Supplied material =>
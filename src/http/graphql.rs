//! The `/graphql` handler.
//!
//! # Responsibilities
//! - Run the request guard before the engine sees anything
//! - Hand the validated envelope to the schema with per-request context
//! - Shape execution errors for the configured environment

use std::time::Instant;

use axum::{
    body::Body,
    extract::State,
    http::Request,
    response::{IntoResponse, Response},
    Json,
};
use serde_json::{json, Value};

use crate::auth::ForwardedHeaders;
use crate::error::GuardError;
use crate::graphql::format;
use crate::guard;
use crate::http::request_id::REQUEST_ID_HEADER;
use crate::http::server::AppState;
use crate::observability::metrics;

/// Handle every method on `/graphql`; the guard shapes non-POST rejections.
pub async fn graphql_handler(State(state): State<AppState>, request: Request<Body>) -> Response {
    let start = Instant::now();
    let (parts, body) = request.into_parts();

    let request_id = parts
        .headers
        .get(REQUEST_ID_HEADER)
        .and_then(|v| v.to_str().ok())
        .unwrap_or("unknown")
        .to_string();

    // 1. Envelope guard, cheapest checks first.
    if let Err(e) = guard::check_method(&parts.method) {
        return guard_response(e, &request_id);
    }
    if let Err(e) = guard::check_content_type(&parts.headers) {
        return guard_response(e, &request_id);
    }
    let bytes = match axum::body::to_bytes(body, state.config.limits.request_body_limit).await {
        Ok(bytes) => bytes,
        Err(_) => return guard_response(GuardError::BodyTooLarge, &request_id),
    };
    let envelope = match guard::parse_envelope(&bytes, state.config.limits.max_query_length) {
        Ok(envelope) => envelope,
        Err(e) => return guard_response(e, &request_id),
    };

    // 2. Execute through the engine; complexity rules run during validation.
    let forwarded = parts
        .extensions
        .get::<ForwardedHeaders>()
        .cloned()
        .unwrap_or_default();

    let mut gql_request = async_graphql::Request::new(envelope.query);
    if let Some(variables) = envelope.variables {
        gql_request =
            gql_request.variables(async_graphql::Variables::from_json(Value::Object(variables)));
    }
    if let Some(operation_name) = envelope.operation_name {
        gql_request = gql_request.operation_name(operation_name);
    }
    gql_request = gql_request.data(forwarded);

    let mut response = state.schema.execute(gql_request).await;

    // 3. Shape errors for the wire.
    format::shape_errors(&mut response.errors, state.config.is_production());

    if !response.errors.is_empty() {
        tracing::debug!(
            request_id = %request_id,
            errors = response.errors.len(),
            "GraphQL request completed with errors"
        );
    }
    metrics::record_graphql_request(200, start);

    Json(response).into_response()
}

fn guard_response(error: GuardError, request_id: &str) -> Response {
    tracing::warn!(request_id = %request_id, code = %error.code(), "Request rejected by guard");
    metrics::record_guard_rejection(error.code());

    let mut extensions = json!({"code": error.code()});
    if let GuardError::QueryTooLarge { length, max } = &error {
        extensions["queryLength"] = json!(length);
        extensions["maxQueryLength"] = json!(max);
    }

    (
        error.status(),
        Json(json!({
            "errors": [{
                "message": error.to_string(),
                "extensions": extensions,
            }]
        })),
    )
        .into_response()
}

Required action => Exactly as shown above, write out all the records.

The answer =>
filename src/http/graphql.rs
//! The `/graphql` handler.
//!
//! # Responsibilities
//! - Run the request guard before the engine sees anything
//! - Hand the validated envelope to the schema with per-request context
//! - Shape execution errors for the configured environment

use std::time::Instant;

use axum::{
    body::Body,
    extract::State,
    http::Request,
    response::{IntoResponse, Response},
    Json,
};
use serde_json::{json, Value};

use crate::auth::ForwardedHeaders;
use crate::error::GuardError;
use crate::graphql::format;
use crate::guard;
use crate::http::request_id::REQUEST_ID_HEADER;
use crate::http::server::AppState;
use crate::observability::metrics;

/// Handle every method on `/graphql`; the guard shapes non-POST rejections.
pub async fn graphql_handler(State(state): State<AppState>, request: Request<Body>) -> Response {
    let start = Instant::now();
    let (parts, body) = request.into_parts();

    let request_id = parts
        .headers
        .get(REQUEST_ID_HEADER)
        .and_then(|v| v.to_str().ok())
        .unwrap_or("unknown")
        .to_string();

    // 1. Envelope guard, cheapest checks first.
    if let Err(e) = guard::check_method(&parts.method) {
        return guard_response(e, &request_id);
    }
    if let Err(e) = guard::check_content_type(&parts.headers) {
        return guard_response(e, &request_id);
    }
    let bytes = match axum::body::to_bytes(body, state.config.limits.request_body_limit).await {
        Ok(bytes) => bytes,
        Err(_) => return guard_response(GuardError::BodyTooLarge, &request_id),
    };
    let envelope = match guard::parse_envelope(&bytes, state.config.limits.max_query_length) {
        Ok(envelope) => envelope,
        Err(e) => return guard_response(e, &request_id),
    };

    // 2. Execute through the engine; complexity rules run during validation.
    let forwarded = parts
        .extensions
        .get::<ForwardedHeaders>()
        .cloned()
        .unwrap_or_default();

    let mut gql_request = async_graphql::Request::new(envelope.query);
    if let Some(variables) = envelope.variables {
        gql_request =
            gql_request.variables(async_graphql::Variables::from_json(Value::Object(variables)));
    }
    if let Some(operation_name) = envelope.operation_name {
        gql_request = gql_request.operation_name(operation_name);
    }
    gql_request = gql_request.data(forwarded);

    let mut response = state.schema.execute(gql_request).await;

    // 3. Shape errors for the wire.
    format::shape_errors(&mut response.errors, state.config.is_production());

    if !response.errors.is_empty() {
        tracing::debug!(
            request_id = %request_id,
            errors = response.errors.len(),
            "GraphQL request completed with errors"
        );
    }
    metrics::record_graphql_request(200, start);

    Json(response).into_response()
}

fn guard_response(error: GuardError, request_id: &str) -> Response {
    tracing::warn!(request_id = %request_id, code = %error.code(), "Request rejected by guard");
    metrics::record_guard_rejection(error.code());

    let mut extensions = json!({"code": error.code()});
    if let GuardError::QueryTooLarge { length, max } = &error {
        extensions["queryLength"] = json!(length);
        extensions["maxQueryLength"] = json!(max);
    }

    (
        error.status(),
        Json(json!({
            "errors": [{
                "message": error.to_string(),
                "extensions": extensions,
            }]
        })),
    )
        .into_response()
}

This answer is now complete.